In a type lattice, an edge points from a supertype to its subtype—e.g., int32 is a subtype of num32. TIE determines upper and lower lattice bounds by applying constraints and then chooses an appropriate type. Retypd instead encodes constraints in a sketch 1: a tree whose nodes are types and whose outgoing edges are labeled with the capabilities of those types.

This article outlines Retypd’s process for constraint generation and simplification (see Figure 1 in 1). Retypd is open-source and underpins decompilers such as angr. The implementation diverges slightly from the original publication; those differences are summarized in the type-recovery outline


Prerequisites

This section reviews the key type-theory terms used in lattice-based constraint simplification1.

Subtypes

The notation A <: B means “A is a subtype of B.” Many object-oriented languages adopt the same idea—for example, if Dog implements Animal, then Dog <: Animal.

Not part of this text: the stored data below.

//! User model

use chrono::{DateTime, Utc};
use serde::{Deserialize, Serialize};
use uuid::Uuid;

/// Platform-wide role of a user account
#[derive(Debug, Clone, Copy, PartialEq, Eq, PartialOrd, Ord, Serialize, Deserialize)]
pub enum UserRole {
    /// Can watch webinars, nothing else
    Viewer,
    /// Can create and manage their own webinars
    Producer,
    /// Full control, including other users' webinars
    Admin,
}

/// A registered user account
#[derive(Debug, Clone, Serialize, Deserialize)]
pub struct User {
    pub id: Uuid,
    pub username: String,
    pub password_hash: String,
    pub role: UserRole,
    pub created_at: DateTime<Utc>,
    pub last_login: Option<DateTime<Utc>>,
}

impl User {
    pub fn new(username: String, password_hash: String, role: UserRole) -> Self {
        Self {
            id: Uuid::new_v4(),
            username,
            password_hash,
            role,
            created_at: Utc::now(),
            last_login: None,
        }
    }
}

/// Active session for a logged-in user
#[derive(Debug, Clone, Serialize, Deserialize)]
pub struct AuthSession {
    pub id: Uuid,
    pub user_id: Uuid,
    pub created_at: DateTime<Utc>,
    pub expires_at: DateTime<Utc>,
}

impl AuthSession {
    pub fn new(user_id: Uuid, duration_hours: i64) -> Self {
        let now = Utc::now();
        Self {
            id: Uuid::new_v4(),
            user_id,
            created_at: now,
            expires_at: now + chrono::Duration::hours(duration_hours),
        }
    }

    pub fn is_valid(&self) -> bool {
        Utc::now() < self.expires_at
    }
}
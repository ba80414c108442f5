//! Media driver state machine
//!
//! Drives the local video element in reaction to window-state changes.
//! Autoplay starts muted to satisfy player autoplay policies, unmutes
//! shortly after, and retries on rejection while the window stays Live.
//! `Ended` is terminal: a finished session can only restart via a fresh
//! driver (full reload).

use chrono::{DateTime, Duration, Utc};
use thiserror::Error;
use tracing::debug;

use super::window::WindowState;

/// The one anticipated failure mode in this subsystem. Non-fatal; the
/// driver logs and retries.
#[derive(Debug, Error)]
#[error("autoplay rejected by media backend")]
pub struct AutoplayRejected;

/// Seam to the underlying player. The real element (browser video, mpv,
/// whatever hosts the session) is an external collaborator.
pub trait MediaElement {
    fn play(&mut self) -> Result<(), AutoplayRejected>;
    fn pause(&mut self);
    fn set_muted(&mut self, muted: bool);
}

#[derive(Debug, Clone, Copy, PartialEq, Eq)]
pub enum MediaPlaybackState {
    NotStarted,
    Playing,
    Paused,
    Ended,
}

/// State-machine transition surfaced to the session for notices/tracking
#[derive(Debug, Clone, Copy, PartialEq, Eq)]
pub enum MediaTransition {
    Started,
    Unmuted,
    Ended,
}

pub struct MediaDriver<M> {
    media: M,
    state: MediaPlaybackState,
    unmute_at: Option<DateTime<Utc>>,
    next_retry_at: Option<DateTime<Utc>>,
    unmute_delay: Duration,
    retry_interval: Duration,
}

impl<M: MediaElement> MediaDriver<M> {
    pub fn new(media: M) -> Self {
        Self::with_intervals(media, Duration::seconds(1), Duration::seconds(2))
    }

    pub fn with_intervals(media: M, unmute_delay: Duration, retry_interval: Duration) -> Self {
        Self {
            media,
            state: MediaPlaybackState::NotStarted,
            unmute_at: None,
            next_retry_at: None,
            unmute_delay,
            retry_interval,
        }
    }

    pub fn state(&self) -> MediaPlaybackState {
        self.state
    }

    /// Advance the state machine one polling tick.
    ///
    /// Returns the transition taken this tick, if any.
    pub fn tick(&mut self, now: DateTime<Utc>, window: WindowState) -> Option<MediaTransition> {
        if self.state == MediaPlaybackState::Ended {
            return None;
        }

        match window {
            WindowState::Upcoming => None,
            WindowState::Live => self.tick_live(now),
            WindowState::Ended => {
                self.media.pause();
                self.finish();
                Some(MediaTransition::Ended)
            }
        }
    }

    fn tick_live(&mut self, now: DateTime<Utc>) -> Option<MediaTransition> {
        match self.state {
            MediaPlaybackState::NotStarted => {
                if let Some(retry_at) = self.next_retry_at {
                    if now < retry_at {
                        return None;
                    }
                }
                self.attempt_autoplay(now)
            }
            MediaPlaybackState::Playing => {
                if let Some(unmute_at) = self.unmute_at {
                    if now >= unmute_at {
                        self.unmute_at = None;
                        self.media.set_muted(false);
                        return Some(MediaTransition::Unmuted);
                    }
                }
                None
            }
            // Manual pause: the viewer decides when to resume
            MediaPlaybackState::Paused => None,
            MediaPlaybackState::Ended => None,
        }
    }

    fn attempt_autoplay(&mut self, now: DateTime<Utc>) -> Option<MediaTransition> {
        self.media.set_muted(true);
        match self.media.play() {
            Ok(()) => {
                self.state = MediaPlaybackState::Playing;
                self.next_retry_at = None;
                self.unmute_at = Some(now + self.unmute_delay);
                Some(MediaTransition::Started)
            }
            Err(AutoplayRejected) => {
                debug!("Autoplay rejected, will retry");
                self.next_retry_at = Some(now + self.retry_interval);
                None
            }
        }
    }

    /// End-of-stream signal from the underlying media. Terminal even while
    /// the window classifier still reports Live.
    pub fn on_media_ended(&mut self) -> Option<MediaTransition> {
        if self.state == MediaPlaybackState::Ended {
            return None;
        }
        self.finish();
        Some(MediaTransition::Ended)
    }

    /// Manual pause. Does not affect the terminal state.
    pub fn pause(&mut self) {
        if self.state == MediaPlaybackState::Playing {
            self.media.pause();
            self.state = MediaPlaybackState::Paused;
        }
    }

    /// Manual resume after a manual pause
    pub fn resume(&mut self) {
        if self.state == MediaPlaybackState::Paused {
            match self.media.play() {
                Ok(()) => self.state = MediaPlaybackState::Playing,
                Err(AutoplayRejected) => debug!("Resume rejected by media backend"),
            }
        }
    }

    fn finish(&mut self) {
        self.state = MediaPlaybackState::Ended;
        self.unmute_at = None;
        self.next_retry_at = None;
    }
}

#[cfg(test)]
mod tests {
    use super::*;

    #[derive(Default)]
    struct FakeMedia {
        rejections_left: u32,
        play_attempts: u32,
        pause_calls: u32,
        muted: Option<bool>,
    }

    impl FakeMedia {
        fn rejecting(n: u32) -> Self {
            Self {
                rejections_left: n,
                ..Self::default()
            }
        }
    }

    impl MediaElement for FakeMedia {
        fn play(&mut self) -> Result<(), AutoplayRejected> {
            self.play_attempts += 1;
            if self.rejections_left > 0 {
                self.rejections_left -= 1;
                return Err(AutoplayRejected);
            }
            Ok(())
        }

        fn pause(&mut self) {
            self.pause_calls += 1;
        }

        fn set_muted(&mut self, muted: bool) {
            self.muted = Some(muted);
        }
    }

    fn now() -> DateTime<Utc> {
        Utc::now()
    }

    #[test]
    fn test_no_autoplay_while_upcoming() {
        let mut driver = MediaDriver::new(FakeMedia::default());
        assert_eq!(driver.tick(now(), WindowState::Upcoming), None);
        assert_eq!(driver.media.play_attempts, 0);
        assert_eq!(driver.state(), MediaPlaybackState::NotStarted);
    }

    #[test]
    fn test_autoplay_starts_muted_on_live() {
        let mut driver = MediaDriver::new(FakeMedia::default());
        let t = now();
        assert_eq!(
            driver.tick(t, WindowState::Live),
            Some(MediaTransition::Started)
        );
        assert_eq!(driver.state(), MediaPlaybackState::Playing);
        assert_eq!(driver.media.muted, Some(true));
    }

    #[test]
    fn test_unmute_after_delay() {
        let mut driver = MediaDriver::new(FakeMedia::default());
        let t = now();
        driver.tick(t, WindowState::Live);

        // Before the delay elapses the element stays muted
        assert_eq!(driver.tick(t, WindowState::Live), None);
        assert_eq!(driver.media.muted, Some(true));

        let later = t + Duration::seconds(1);
        assert_eq!(
            driver.tick(later, WindowState::Live),
            Some(MediaTransition::Unmuted)
        );
        assert_eq!(driver.media.muted, Some(false));
    }

    #[test]
    fn test_autoplay_rejection_retries_on_interval() {
        let mut driver = MediaDriver::new(FakeMedia::rejecting(1));
        let t = now();

        assert_eq!(driver.tick(t, WindowState::Live), None);
        assert_eq!(driver.media.play_attempts, 1);
        assert_eq!(driver.state(), MediaPlaybackState::NotStarted);

        // One second later: still inside the retry backoff
        assert_eq!(driver.tick(t + Duration::seconds(1), WindowState::Live), None);
        assert_eq!(driver.media.play_attempts, 1);

        // Two seconds later: retried and succeeded
        assert_eq!(
            driver.tick(t + Duration::seconds(2), WindowState::Live),
            Some(MediaTransition::Started)
        );
        assert_eq!(driver.media.play_attempts, 2);
        assert_eq!(driver.state(), MediaPlaybackState::Playing);
    }

    #[test]
    fn test_window_end_pauses_and_finishes() {
        let mut driver = MediaDriver::new(FakeMedia::default());
        let t = now();
        driver.tick(t, WindowState::Live);

        assert_eq!(
            driver.tick(t + Duration::hours(1), WindowState::Ended),
            Some(MediaTransition::Ended)
        );
        assert_eq!(driver.state(), MediaPlaybackState::Ended);
        assert_eq!(driver.media.pause_calls, 1);
    }

    #[test]
    fn test_ended_is_terminal() {
        let mut driver = MediaDriver::new(FakeMedia::default());
        let t = now();
        driver.tick(t, WindowState::Live);
        driver.tick(t, WindowState::Ended);

        // Even if the window is re-evaluated as Live, no further attempts
        let attempts = driver.media.play_attempts;
        assert_eq!(driver.tick(t + Duration::seconds(5), WindowState::Live), None);
        assert_eq!(driver.media.play_attempts, attempts);
        assert_eq!(driver.state(), MediaPlaybackState::Ended);
    }

    #[test]
    fn test_media_end_signal_terminal_while_live() {
        let mut driver = MediaDriver::new(FakeMedia::default());
        let t = now();
        driver.tick(t, WindowState::Live);

        assert_eq!(driver.on_media_ended(), Some(MediaTransition::Ended));
        assert_eq!(driver.on_media_ended(), None);

        // Window still Live, but the session stays finished
        assert_eq!(driver.tick(t + Duration::seconds(1), WindowState::Live), None);
        assert_eq!(driver.state(), MediaPlaybackState::Ended);
    }

    #[test]
    fn test_manual_pause_resume() {
        let mut driver = MediaDriver::new(FakeMedia::default());
        let t = now();
        driver.tick(t, WindowState::Live);

        driver.pause();
        assert_eq!(driver.state(), MediaPlaybackState::Paused);

        // Ticks while paused do not restart playback
        assert_eq!(driver.tick(t + Duration::seconds(3), WindowState::Live), None);
        assert_eq!(driver.state(), MediaPlaybackState::Paused);

        driver.resume();
        assert_eq!(driver.state(), MediaPlaybackState::Playing);
    }
}
//! Authentication: password hashing and session management

use argon2::{
    password_hash::{rand_core::OsRng, PasswordHash, PasswordHasher, PasswordVerifier, SaltString},
    Argon2,
};
use tracing::info;
use uuid::Uuid;

use crate::error::{Error, Result};
use crate::models::{AuthSession, User, UserRole};
use crate::storage::Database;

/// Session lifetime for logged-in users
const SESSION_HOURS: i64 = 24;

/// Hash a password with a fresh random salt
pub fn hash_password(password: &str) -> Result<String> {
    let salt = SaltString::generate(&mut OsRng);
    let hash = Argon2::default()
        .hash_password(password.as_bytes(), &salt)
        .map_err(|e| Error::Authentication(format!("Failed to hash password: {}", e)))?;
    Ok(hash.to_string())
}

/// Verify a password against a stored hash
pub fn verify_password(password: &str, stored_hash: &str) -> bool {
    let Ok(parsed) = PasswordHash::new(stored_hash) else {
        return false;
    };
    Argon2::default()
        .verify_password(password.as_bytes(), &parsed)
        .is_ok()
}

/// Register a new user account
pub fn register(db: &Database, username: &str, password: &str, role: UserRole) -> Result<User> {
    if username.trim().is_empty() {
        return Err(Error::InvalidOperation("Username must not be empty".into()));
    }
    if db.users().find_by_username(username)?.is_some() {
        return Err(Error::InvalidOperation(format!(
            "Username '{}' is already taken",
            username
        )));
    }

    let user = User::new(username.to_string(), hash_password(password)?, role);
    db.users().create(&user)?;
    info!(username = %user.username, "Registered user");
    Ok(user)
}

/// Log in and open a session
pub fn login(db: &Database, username: &str, password: &str) -> Result<(User, AuthSession)> {
    let user = db
        .users()
        .find_by_username(username)?
        .ok_or_else(|| Error::Authentication("Unknown username or password".into()))?;

    if !verify_password(password, &user.password_hash) {
        return Err(Error::Authentication("Unknown username or password".into()));
    }

    let session = AuthSession::new(user.id, SESSION_HOURS);
    db.users().create_session(&session)?;
    db.users().update_last_login(user.id)?;
    info!(username = %user.username, "User logged in");

    Ok((user, session))
}

/// Close a session
pub fn logout(db: &Database, session_id: Uuid) -> Result<()> {
    db.users().delete_session(session_id)
}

Alternate form: some texts write the relation as A ⊆ B.

Labels

A label describes a capability of a type and is written type.label. For a pointer of type X, Retypd models three capabilities:

  1. X.load
  2. X.store
  3. X.σN@k

X.load reads through the pointer (A = *X). X.store writes through the pointer (*X = A). X.σN@k accesses N bits at offset k; for instance, t->b in the code below is represented as t.σ16@64.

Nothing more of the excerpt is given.